Now he was dead. Killed not in battle, the messenger said
over wine and bread, nor on a hunt, but in bed with one of his concubines.

“She wore him clean out,” Nefer-Ptah opined, much later,
when they all should have been asleep. But the house was in an uproar. Milord
Iannek had been found at last, too coincidentally abed with the buxom
Tuty—which rather proved Iry’s judgment in such matters. He was summoned to the
king’s city, and without delay, too. Which meant that the servants must be up
all night gathering his belongings, including his women and his dogs, and
readying them for the journey.

Iry never asked questions where anyone else could hear. It
was a matter of pride. But Nefer-Ptah had been her nurse before they were
slaves together. With her, Iry could stoop to be curious. And for once they
were alone, folding robes and tunics and packing them in boxes by the light of
a bank of lamps. “Why is he summoned to the king?” she asked. “Don’t they bury
their dead where they fall?”

“Right on the spot,” said Nefer-Ptah. “But now there’s the
estate to settle. King Apophis will have called all the sons together to tell
them who inherits.”

“What, won’t it just go to the eldest son?”

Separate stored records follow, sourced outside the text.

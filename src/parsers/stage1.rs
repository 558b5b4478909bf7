//! Stage1 parser: single-file metadata in Outflank Stage1 `.s1.py` modules.
//!
//! Each module declares one command. The name and description come from
//! `name = "..."` / `description = "..."` style assignments; when no name is
//! declared the filename itself (minus the `.s1.py` and `_bof` suffixes)
//! serves as the name.

use regex::Regex;
use std::path::{Path, PathBuf};
use std::sync::LazyLock;
use tracing::warn;

use super::{basename, read_lossy, source_files, BofFormat};
use crate::model::BofEntry;

const FORMAT: &str = "stage1_py";

const FILE_SUFFIX: &str = ".s1.py";

/// `name = "..."` or `"name": "..."`.
static NAME_DECL: LazyLock<Regex> = LazyLock::new(|| {
    Regex::new(r#"["']?name["']?\s*[=:]\s*["']([^"']+)["']"#).expect("name decl regex")
});

/// `description = "..."` or `"description": "..."`.
static DESC_DECL: LazyLock<Regex> = LazyLock::new(|| {
    Regex::new(r#"["']?description["']?\s*[=:]\s*["']([^"']+)["']"#).expect("desc decl regex")
});

/// Parses Stage1 extension modules, one entry per file.
pub struct Stage1Parser;

impl Stage1Parser {
    fn stage1_files(&self, repo_path: &Path) -> Vec<PathBuf> {
        source_files(repo_path)
            .into_iter()
            .filter(|p| basename(p).ends_with(FILE_SUFFIX))
            .collect()
    }
}

impl BofFormat for Stage1Parser {
    fn name(&self) -> &'static str {
        FORMAT
    }

    fn can_parse(&self, repo_path: &Path) -> bool {
        !self.stage1_files(repo_path).is_empty()
    }

    fn parse(&self, repo_path: &Path, repo_url: &str) -> Vec<BofEntry> {
        let mut entries = Vec::new();

        for module in self.stage1_files(repo_path) {
            let content = match read_lossy(&module) {
                Ok(content) => content,
                Err(err) => {
                    warn!(file = %module.display(), error = %err, "failed to read stage1 module");
                    continue;
                }
            };
            let source_file = basename(&module);

            let name = match NAME_DECL.captures(&content) {
                Some(caps) => caps[1].trim().to_string(),
                // No declared name: derive one from the filename.
                None => source_file.replace(FILE_SUFFIX, "").replace("_bof", ""),
            };
            let description = DESC_DECL
                .captures(&content)
                .map(|caps| caps[1].trim().to_string())
                .unwrap_or_default();

            entries.push(BofEntry {
                name,
                description,
                repository: repo_url.to_string(),
                source_file,
                source_format: FORMAT.to_string(),
            });
        }

        entries
    }
}
//! Catalog scanning: extracts repository descriptors from a markdown catalog.
//!
//! Only markdown table rows are consulted (lines starting and ending with a
//! pipe, at least four pipe-delimited parts). Within a qualifying row, only
//! the first data cell and only its first embedded link are considered; a
//! repository referenced in a later "see also" column is deliberately not
//! indexed. Links on unrecognized hosts are expected noise and skipped
//! without logging.

use regex::Regex;
use std::collections::HashSet;
use std::path::{Path, PathBuf};
use std::sync::LazyLock;
use thiserror::Error;

use crate::model::{RepoDescriptor, RepoHost};

/// Matches the first markdown link `[text](target)` in a cell.
static MARKDOWN_LINK: LazyLock<Regex> =
    LazyLock::new(|| Regex::new(r"\[.*?\]\(([^)]+)\)").expect("markdown link regex"));

/// Matches a GitHub repository URL, capturing owner and name.
static GITHUB_REPO: LazyLock<Regex> = LazyLock::new(|| {
    Regex::new(r"^https?://github\.com/([\w._-]+)/([\w._-]+)").expect("github repo regex")
});

/// Matches a GitLab repository URL, capturing owner and name.
static GITLAB_REPO: LazyLock<Regex> = LazyLock::new(|| {
    Regex::new(r"^https?://gitlab\.com/([\w._-]+)/([\w._-]+)").expect("gitlab repo regex")
});

/// Errors raised by the catalog scan.
///
/// An unreadable catalog is the one fatal error of a run: without it there is
/// no work to do.
#[derive(Error, Debug)]
pub enum CatalogError {
    #[error("failed to read catalog {path}: {source}")]
    Io {
        path: PathBuf,
        source: std::io::Error,
    },
}

/// Extracts all repository descriptors from the catalog markdown file.
///
/// Descriptors are returned in first-seen order, deduplicated by lowercased
/// canonical URL. Re-running on the same catalog yields an identical
/// sequence.
///
/// # Errors
///
/// Returns [`CatalogError::Io`] if the catalog file cannot be read.
pub fn extract_repos(catalog_path: &Path) -> Result<Vec<RepoDescriptor>, CatalogError> {
    let raw = std::fs::read(catalog_path).map_err(|source| CatalogError::Io {
        path: catalog_path.to_path_buf(),
        source,
    })?;
    let content = String::from_utf8_lossy(&raw);

    Ok(scan_catalog(&content))
}

/// Scans catalog text for repository links in table rows.
pub fn scan_catalog(content: &str) -> Vec<RepoDescriptor> {
    let mut repos = Vec::new();
    let mut seen_urls = HashSet::new();

    for line in content.lines() {
        let stripped = line.trim();

        if !stripped.starts_with('|') || !stripped.ends_with('|') {
            continue;
        }

        let parts: Vec<&str> = stripped.split('|').collect();
        if parts.len() < 4 {
            continue;
        }

        let first_cell = parts[1].trim();
        let Some(link) = MARKDOWN_LINK.captures(first_cell) else {
            continue;
        };
        let url = link[1].trim();

        let Some(repo) = classify_link(url) else {
            continue;
        };

        if seen_urls.insert(repo.normalized_url()) {
            repos.push(repo);
        }
    }

    repos
}

/// Classifies a link target by host-specific URL shape.
///
/// Trailing `.` and `/` are trimmed from the repository name. Returns `None`
/// for unrecognized hosts.
fn classify_link(url: &str) -> Option<RepoDescriptor> {
    for (pattern, host) in [
        (&*GITHUB_REPO, RepoHost::GitHub),
        (&*GITLAB_REPO, RepoHost::GitLab),
    ] {
        if let Some(caps) = pattern.captures(url) {
            let owner = &caps[1];
            let name = caps[2].trim_end_matches(['.', '/']);
            return Some(RepoDescriptor::new(host, owner, name));
        }
    }
    None
}
//! Directory-structure parser (fallback catch-all): infers BOF names from
//! source and object file naming conventions when no documentation matched.
//!
//! Always detects, so every successfully acquired repository yields some
//! signal even if uninformative. Descriptions, when available, come from the
//! first non-heading line of a readme sitting next to the matched file.

use regex::Regex;
use std::collections::HashSet;
use std::path::Path;
use std::sync::LazyLock;

use super::{basename, read_lossy, source_files, BofFormat};
use crate::model::BofEntry;

const FORMAT: &str = "directory_structure";

/// Longest sibling-readme excerpt used as a description.
const DESCRIPTION_LIMIT: usize = 200;

/// File naming conventions that indicate a BOF, first match wins.
static FILE_PATTERNS: LazyLock<Vec<Regex>> = LazyLock::new(|| {
    [
        r"^(\w+)\.c$",
        r"^(\w+)_bof\.c$",
        r"^(\w+)\.x64\.o$",
        r"^(\w+)\.o$",
    ]
    .iter()
    .map(|p| Regex::new(p).expect("bof file regex"))
    .collect()
});

/// Infers BOF entries from file naming conventions across the whole tree.
pub struct DirWalkParser;

impl BofFormat for DirWalkParser {
    fn name(&self) -> &'static str {
        FORMAT
    }

    /// Always available; this is the last resort of the fallback tier.
    fn can_parse(&self, _repo_path: &Path) -> bool {
        true
    }

    fn parse(&self, repo_path: &Path, repo_url: &str) -> Vec<BofEntry> {
        let mut entries = Vec::new();
        let mut seen_names: HashSet<String> = HashSet::new();

        for file in source_files(repo_path) {
            let file_name = basename(&file);
            let Some(name) = FILE_PATTERNS
                .iter()
                .find_map(|p| p.captures(&file_name))
                .map(|caps| caps[1].to_string())
            else {
                continue;
            };

            // Two-letter names (ls.c, ps.o) are too generic to index.
            if name.chars().count() <= 2 {
                continue;
            }
            if !seen_names.insert(name.to_lowercase()) {
                continue;
            }

            let description = file
                .parent()
                .map(sibling_readme_excerpt)
                .unwrap_or_default();

            entries.push(BofEntry {
                name,
                description,
                repository: repo_url.to_string(),
                source_file: file_name,
                source_format: FORMAT.to_string(),
            });
        }

        entries
    }
}

/// First non-empty, non-heading line of a readme in `dir`, if any.
fn sibling_readme_excerpt(dir: &Path) -> String {
    for readme_name in ["README.md", "readme.md", "README.txt"] {
        let readme = dir.join(readme_name);
        if !readme.exists() {
            continue;
        }
        let Ok(content) = read_lossy(&readme) else {
            continue;
        };
        for line in content.lines() {
            let line = line.trim();
            if !line.is_empty() && !line.starts_with('#') {
                return line.chars().take(DESCRIPTION_LIMIT).collect();
            }
        }
    }
    String::new()
}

Nefer-Ptah shrugged. “You’d think so, wouldn’t you? But with
kings one never knows. I heard the firstborn was killed in some suitably
ignominious fashion, and the rest have been at each other’s throats since they
were born.”

“How many of them are there?” Iry asked.

“Three or four dozen,” said Nefer-Ptah, who seldom troubled
herself with mere numbers. “Who knows? Too many.”


One
would be too
many,” Iry said, “if they’re all like Milord Iannek.”

“Ah, little bird,” said Nefer-Ptah. “He’s not so bad.”

Iry did not dignify that with a response. Nefer-Ptah laughed
deep in her throat and clapped the lid shut on the last of his lordship’s
tunics. There was still the formal robe to pack, which Iry had been leaving for
last.

But she paused. “Do you think he’ll get it?” she asked.
“Will he be lord over us all?”

“Not likely,” Nefer-Ptah said. “He’s too young. And he’s
always getting in trouble. And,” she said, delivering the crowning blow, “he
won’t exert himself to make friends at court.”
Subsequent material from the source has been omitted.